My latest good read was Bodypower, The secret of self-healing by Vernon Coleman, which was first published in 1994. It covers topics on how your body can heal itself, how your personality affects your health and how to relax your body and mind. It was in this chapter that I discovered a gem of inspiration.


It was no revelation to me to read that a stressful mind has a detrimental effect on the physical body and that this bombardment of constant information is responsible for stress related disease and symptoms. What inspired me was that Coleman promotes the practice of daydreaming to be a form of meditation.

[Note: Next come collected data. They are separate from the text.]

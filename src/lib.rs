//! Generate architecture diagrams of source code repositories with a large language model.
//!
//! The crate wires three I/O bound steps behind a single "generate" action:
//!
//! 1. [`source`] fetches the files of a GitHub repository (or takes an uploaded file) and turns
//!    them into a [`SourcePayload`].
//! 2. [`generator`] sends the payload together with fixed instructions to a chat completion
//!    endpoint through the [`Llm`] trait and keeps the returned diagram markup verbatim.
//! 3. [`render`] turns the markup into something a browser can display, either a container
//!    picked up by the browser side Mermaid script or an inline image fetched from a rendering
//!    service.
//!
//! The [`controller`] runs these steps in order for a [`Session`], collecting every failure as a
//! [`Notification`] instead of aborting. The binary serves a small web UI on top of it.
//!
//! Usage requires an [OpenAI](https://platform.openai.com/) API key, entered in the form or
//! pre-filled from the `OPENAI_API_KEY` environment variable.
//!
//! # Example
//!
//! ```ignore
//! use repo_diagram::{
//!     controller::{Controller, GenerateInput},
//!     models::Models,
//!     OpenAiLlm, Session, Settings,
//! };
//!
//! #[tokio::main]
//! async fn main() -> Result<(), Box<dyn std::error::Error>> {
//!     let settings = Settings::default();
//!     let http = repo_diagram::http_client()?;
//!     let llm = OpenAiLlm::new(Models::GPT4oMini, settings.llm.api_base.clone(), http.clone());
//!     let controller = Controller::new(&settings, llm, http);
//!
//!     let mut session = Session::default();
//!     let outcome = controller
//!         .generate(&mut session, GenerateInput::repository("https://github.com/acme/widgets", "sk-..."))
//!         .await;
//!
//!     println!("{}", outcome.view.text);
//!     Ok(())
//! }
//! ```

use std::fmt::Debug;

use async_trait::async_trait;

pub mod architecture;
pub mod config;
pub mod controller;
pub mod generator;
pub mod models;
pub mod render;
pub mod service;
pub mod session;
pub mod source;
pub mod types;

#[cfg(test)]
mod mock;

pub use config::Settings;
pub use controller::{Controller, PipelinePolicy, PipelineState};
pub use generator::{
	DiagramGenerator, DiagramKind, DiagramSyntax, GenerationRequest, GenerationResult, OpenAiLlm,
	PromptMessage,
};
pub use render::{DiagramRenderer, RenderStrategy, RenderedDiagram};
pub use session::{Session, SessionStore};
pub use source::{GithubSource, SourcePayload};
pub use types::{
	Credentials, DiagramError, GenerateError, Notification, NotificationLevel, RenderError,
	SourceError, ValidationError,
};

/// `User-Agent` sent with every outgoing request, GitHub rejects requests without one.
pub const USER_AGENT: &str = concat!(env!("CARGO_PKG_NAME"), "/", env!("CARGO_PKG_VERSION"));

/// Build the HTTP client shared by the repository source, the model and the renderer.
pub fn http_client() -> reqwest::Result<reqwest::Client> {
	reqwest::Client::builder().user_agent(USER_AGENT).build()
}

/// Append path segments to a base URL, percent-encoding each of them.
///
/// Returns `None` for URLs that cannot be a base, such as `mailto:` URLs.
pub(crate) fn join_segments(base: &url::Url, segments: &[&str]) -> Option<url::Url> {
	let mut url = base.clone();
	url.path_segments_mut().ok()?.pop_if_empty().extend(segments);

	Some(url)
}

/// A chat model able to turn a conversation into diagram markup.
///
/// Implemented by [`OpenAiLlm`] for OpenAI compatible endpoints. Other providers only need to
/// convert [`PromptMessage`]s into their own request type and return the text of the first
/// answer.
#[async_trait]
pub trait Llm: Debug + Send + Sync + 'static {
	/// Request message type understood by the model's API.
	type Request: Send;

	/// Model identifier sent with each request.
	fn name(&self) -> &'static str;

	/// Maximum number of tokens the model accepts in a conversation.
	fn max_context_tokens(&self) -> models::Tokens;

	/// Build the request messages to prompt the model with.
	fn build_messages(&self, msgs: Vec<PromptMessage>) -> Result<Vec<Self::Request>, GenerateError>;

	/// Prompt the model and return the content of its first answer, untouched.
	async fn prompt(
		&self,
		credentials: &Credentials,
		msgs: Vec<Self::Request>,
	) -> Result<String, GenerateError>;
}
use clap::{builder::PossibleValue, ValueEnum};
use tiktoken_rs::cl100k_base;
use tracing::error;

/// Tokens are a ChatGPT concept which represent normally a third of a word (or 75%).
pub type Tokens = u32;

/// Utility for estimating the number of ChatGPT tokens in a piece of text.
pub trait Token: AsRef<str> {
	/// Count the number of tokens in the text.
	///
	/// Returns `None` when the tokenizer cannot be loaded.
	fn count_tokens(&self) -> Option<Tokens> {
		let bpe = cl100k_base()
			.map_err(|e| {
				error!("Failed to load cl100k_base tokenizer: {}", e);
				e
			})
			.ok()?;
		let tokens = bpe.encode_with_special_tokens(self.as_ref());

		Some(Tokens::try_from(tokens.len()).unwrap_or(Tokens::MAX))
	}
}

impl Token for String {}
impl Token for str {}

/// The ChatGPT language models that are available to use.
#[derive(PartialEq, Eq, Clone, Debug, Copy, Default)]
pub enum Models {
	#[default]
	GPT4oMini,
	GPT4o,
	GPT4Turbo,
	GPT35Turbo,
}

/// Clap value enum implementation for argument parsing.
impl ValueEnum for Models {
	fn value_variants<'a>() -> &'a [Self] {
		&[Self::GPT4oMini, Self::GPT4o, Self::GPT4Turbo, Self::GPT35Turbo]
	}

	fn to_possible_value(&self) -> Option<PossibleValue> {
		Some(PossibleValue::new(self.name()))
	}
}

impl Models {
	/// Get the model name.
	pub fn name(&self) -> &'static str {
		match self {
			Self::GPT4oMini => "gpt-4o-mini",
			Self::GPT4o => "gpt-4o",
			Self::GPT4Turbo => "gpt-4-turbo",
			Self::GPT35Turbo => "gpt-3.5-turbo",
		}
	}

	/// Maximum number of tokens that can be processed at once by ChatGPT.
	pub fn max_context_tokens(&self) -> Tokens {
		match self {
			Self::GPT4oMini | Self::GPT4o | Self::GPT4Turbo => 128_000,
			Self::GPT35Turbo => 16_385,
		}
	}
}
//! Turning a user selection into the source text that is sent to the model.
//!
//! Two selections are supported: a GitHub repository URL, whose files are fetched one by one
//! through [`GithubSource`], and a single uploaded file taken as is.

use serde::{Deserialize, Serialize};

use crate::{models::Token, types::SourceError};

pub mod github;

pub use github::{GithubSource, RepositoryRef};

/// A single file of a repository.
#[derive(Debug, Clone, PartialEq, Eq, Serialize, Deserialize)]
pub struct SourceFile {
	pub path: String,
	pub content: String,
}

/// File uploaded from the browser.
#[derive(Debug, Clone, PartialEq, Eq, Deserialize)]
pub struct UploadedFile {
	#[serde(default)]
	pub name: String,
	pub content: String,
}

/// Textual representation of source code sent to the model.
#[derive(Debug, Clone, PartialEq, Eq)]
pub enum SourcePayload {
	/// Files in tree listing order.
	Files(Vec<SourceFile>),
	/// A single blob of text without path segmentation.
	Raw { name: String, text: String },
}

impl Default for SourcePayload {
	fn default() -> Self {
		Self::Files(Vec::new())
	}
}

impl SourcePayload {
	pub fn is_empty(&self) -> bool {
		match self {
			Self::Files(files) => files.is_empty(),
			Self::Raw { text, .. } => text.is_empty(),
		}
	}

	/// Paths of the files in the payload, in order.
	pub fn paths(&self) -> Vec<&str> {
		match self {
			Self::Files(files) => files.iter().map(|f| f.path.as_str()).collect(),
			Self::Raw { name, .. } => vec![name.as_str()],
		}
	}

	/// Serialize the payload into the text of the model message.
	pub fn to_prompt_text(&self) -> String {
		match self {
			Self::Files(files) => format!(
				"Repository structure:\n{}",
				serde_json::to_string_pretty(files).unwrap_or_else(|_| "[]".to_string())
			),
			Self::Raw { name, text } if name.is_empty() => format!("Uploaded file:\n{}", text),
			Self::Raw { name, text } => format!("Uploaded file {}:\n{}", name, text),
		}
	}

	/// Estimated number of tokens of [`SourcePayload::to_prompt_text`].
	pub fn count_tokens(&self) -> Option<crate::models::Tokens> {
		self.to_prompt_text().count_tokens()
	}
}

impl From<UploadedFile> for SourcePayload {
	fn from(file: UploadedFile) -> Self {
		Self::Raw { name: file.name, text: file.content }
	}
}

/// What the user picked as the origin of the source code.
#[derive(Debug, Clone, PartialEq, Eq)]
pub enum SourceSelector {
	RepositoryUrl(String),
	Upload(UploadedFile),
}

/// Why a file of the tree listing is missing from the payload.
#[derive(Debug, Clone, PartialEq, Eq)]
pub enum SkipReason {
	/// The raw content endpoint answered with a non-success status.
	Status(u16),
	/// The raw content could not be downloaded.
	Transport(String),
}

#[derive(Debug, Clone, PartialEq, Eq)]
pub struct SkippedFile {
	pub path: String,
	pub reason: SkipReason,
}

/// Everything learned while fetching a repository.
#[derive(Debug, Clone, Default, PartialEq, Eq)]
pub struct RepositorySnapshot {
	pub payload: SourcePayload,
	/// Branch the files were read from.
	pub branch: String,
	pub skipped: Vec<SkippedFile>,
	/// The host cut the tree listing short.
	pub truncated: bool,
}

impl RepositorySnapshot {
	/// Files dropped because of a transport failure, as opposed to a non-success status.
	pub fn failed_downloads(&self) -> impl Iterator<Item = &SkippedFile> {
		self.skipped.iter().filter(|s| matches!(s.reason, SkipReason::Transport(_)))
	}
}

/// Decode file bytes as UTF-8, falling back to the escaped raw bytes.
pub fn decode_content(bytes: Vec<u8>) -> String {
	String::from_utf8(bytes).unwrap_or_else(|e| e.into_bytes().escape_ascii().to_string())
}

/// Resolve a [`SourceSelector`] into a snapshot.
///
/// Uploads never fail, repositories go through [`GithubSource::fetch`].
pub async fn resolve(
	github: &GithubSource,
	selector: SourceSelector,
) -> Result<RepositorySnapshot, SourceError> {
	match selector {
		SourceSelector::Upload(file) =>
			Ok(RepositorySnapshot { payload: file.into(), ..Default::default() }),
		SourceSelector::RepositoryUrl(url) => github.fetch(&url).await,
	}
}

#[cfg(test)]
mod tests {
	use pretty_assertions::assert_eq;

	use super::*;

	#[test]
	fn decodes_utf8() {
		assert_eq!(decode_content("fn main() {}".as_bytes().to_vec()), "fn main() {}");
	}

	#[test]
	fn falls_back_to_raw_bytes() {
		assert_eq!(decode_content(vec![0xff, 0xfe, b'A']), "\\xff\\xfeA");
	}

	#[test]
	fn files_payload_prompt_text() {
		let payload = SourcePayload::Files(vec![SourceFile {
			path: "src/main.rs".to_string(),
			content: "fn main() {}".to_string(),
		}]);

		assert_eq!(
			payload.to_prompt_text(),
			"Repository structure:\n[\n  {\n    \"path\": \"src/main.rs\",\n    \"content\": \"fn main() {}\"\n  }\n]"
		);
	}

	#[test]
	fn upload_payload_keeps_text_whole() {
		let payload = SourcePayload::from(UploadedFile {
			name: "app.py".to_string(),
			content: "import os\nprint(os.name)\n".to_string(),
		});

		assert_eq!(payload.paths(), vec!["app.py"]);
		assert_eq!(payload.to_prompt_text(), "Uploaded file app.py:\nimport os\nprint(os.name)\n");
	}

	#[test]
	fn default_payload_is_empty() {
		assert!(SourcePayload::default().is_empty());
		assert_eq!(SourcePayload::default().to_prompt_text(), "Repository structure:\n[]");
	}
}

Daydreaming is a natural process and a natural method of escape and relaxation, which most us learn without training as we grew up in a world full of pressures

Daydreaming is different from meditating in that when we daydream, we allow our mind to float along its own journey by moving, thinking and visualising whilst in meditation the emphasis is on abandoning our thoughts and striving for an inner stillness. 


As children we naturally daydream, but this is often frowned upon by teachers and parents and whilst there is a time to pay attention and concentrate, there is also a time to disconnect.


According to psychologists, we spend up to half our mental activity on daydreams. They assist in realising our goals and aspirations. A primary function of daydreaming is to keep your life’s goals in front of you and rehearse new situations whilst scanning the past so that you are able to learn from them.


In the past I would never have considered myself to be a daydreamer, but I now have to admit that I do daydream and through visualising an event either in the past or the future I am able to create the outcome. I love to go to a special beach in Portugal, especially on a wet day. I can hear the crashing of the waves, the smell of salt in the air, the warmth of the sun on my sun and the warm soft sand under my feet. It immediately dispels any negativity or stress I am experiencing by replacing it with a more positive relaxed frame of mind. 


There is one member of my family who spends many hours daydreaming, and he can daydream virtually anywhere, and at any time. He is always alert and hears a biscuit tin being opened when he’s more than thirty feet away. 



If you are feeling stressed and under pressure, consider using daydreaming to take yourself to a different place and notice how your body starts to respond to a more relaxed frame of mind.